=== Saved entries ===
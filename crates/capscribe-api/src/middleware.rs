//! API middleware.

use std::time::Instant;

use axum::body::Body;
use axum::http::{HeaderValue, Request, Response};
use axum::middleware::Next;
use tower_http::cors::{Any, CorsLayer};
use tracing::info;
use uuid::Uuid;

/// Create CORS layer.
///
/// `Content-Disposition` is exposed so browsers can read download
/// filenames. Wildcard origins disable credentials; explicit origins
/// enable them (tower-http panics if credentials are combined with
/// wildcard headers).
pub fn cors_layer(origins: &[String]) -> CorsLayer {
    use axum::http::{header, Method};

    if origins.iter().any(|o| o == "*") {
        CorsLayer::new()
            .allow_methods(Any)
            .allow_headers(Any)
            .expose_headers(Any)
            .allow_origin(Any)
            .max_age(std::time::Duration::from_secs(600))
    } else {
        let origins: Vec<HeaderValue> = origins.iter().filter_map(|o| o.parse().ok()).collect();

        CorsLayer::new()
            .allow_methods([Method::GET, Method::OPTIONS])
            .allow_headers([header::CONTENT_TYPE, header::ACCEPT, header::ORIGIN])
            .expose_headers([
                header::CONTENT_LENGTH,
                header::CONTENT_TYPE,
                header::CONTENT_DISPOSITION,
            ])
            .allow_credentials(true)
            .allow_origin(origins)
            .max_age(std::time::Duration::from_secs(600))
    }
}

/// Request ID middleware.
pub async fn request_id(mut request: Request<Body>, next: Next) -> Response<Body> {
    let request_id = request
        .headers()
        .get("X-Request-ID")
        .and_then(|v| v.to_str().ok())
        .map(|s| s.to_string())
        .unwrap_or_else(|| Uuid::new_v4().to_string());

    request.extensions_mut().insert(request_id.clone());

    let mut response = next.run(request).await;

    if let Ok(header_value) = request_id.parse() {
        response.headers_mut().insert("X-Request-ID", header_value);
    }

    response
}

/// Request logging middleware.
pub async fn request_logging(request: Request<Body>, next: Next) -> Response<Body> {
    let method = request.method().clone();
    let uri = request.uri().clone();
    let start = Instant::now();

    let response = next.run(request).await;

    let status = response.status();
    let duration = start.elapsed();

    // Skip health check logging
    if uri.path() != "/health" && uri.path() != "/healthz" {
        info!(
            method = %method,
            uri = %uri,
            status = %status,
            duration_ms = %duration.as_millis(),
            "Request completed"
        );
    }

    response
}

=== PROBLEM DESCRIPTION ===
The answer should reproduce each entry above in full.

=== OUTPUT BELOW ===
filename crates/capscribe-api/src/middleware.rs
//! API middleware.

use std::time::Instant;

use axum::body::Body;
use axum::http::{HeaderValue, Request, Response};
use axum::middleware::Next;
use tower_http::cors::{Any, CorsLayer};
use tracing::info;
use uuid::Uuid;

/// Create CORS layer.
///
/// `Content-Disposition` is exposed so browsers can read download
/// filenames. Wildcard origins disable credentials; explicit origins
/// enable them (tower-http panics if credentials are combined with
/// wildcard headers).
pub fn cors_layer(origins: &[String]) -> CorsLayer {
    use axum::http::{header, Method};

    if origins.iter().any(|o| o == "*") {
        CorsLayer::new()
            .allow_methods(Any)
            .allow_headers(Any)
            .expose_headers(Any)
            .allow_origin(Any)
            .max_age(std::time::Duration::from_secs(600))
    } else {
        let origins: Vec<HeaderValue> = origins.iter().filter_map(|o| o.parse().ok()).collect();

        CorsLayer::new()
            .allow_methods([Method::GET, Method::OPTIONS])
            .allow_headers([header::CONTENT_TYPE, header::ACCEPT, header::ORIGIN])
            .expose_headers([
                header::CONTENT_LENGTH,
                header::CONTENT_TYPE,
                header::CONTENT_DISPOSITION,
            ])
            .allow_credentials(true)
            .allow_origin(origins)
            .max_age(std::time::Duration::from_secs(600))
    }
}

/// Request ID middleware.
pub async fn request_id(mut request: Request<Body>, next: Next) -> Response<Body> {
    let request_id = request
        .headers()
        .get("X-Request-ID")
        .and_then(|v| v.to_str().ok())
        .map(|s| s.to_string())
        .unwrap_or_else(|| Uuid::new_v4().to_string());

    request.extensions_mut().insert(request_id.clone());

    let mut response = next.run(request).await;

    if let Ok(header_value) = request_id.parse() {
        response.headers_mut().insert("X-Request-ID", header_value);
    }

    response
}

/// Request logging middleware.
pub async fn request_logging(request: Request<Body>, next: Next) -> Response<Body> {
    let method = request.method().clone();
    let uri = request.uri().clone();
    let start = Instant::now();

    let response = next.run(request).await;

    let status = response.status();
    let duration = start.elapsed();

    // Skip health check logging
    if uri.path() != "/health" && uri.path() != "/healthz" {
        info!(
            method = %method,
            uri = %uri,
            status = %status,
            duration_ms = %duration.as_millis(),
            "Request completed"
        );
    }

    response
}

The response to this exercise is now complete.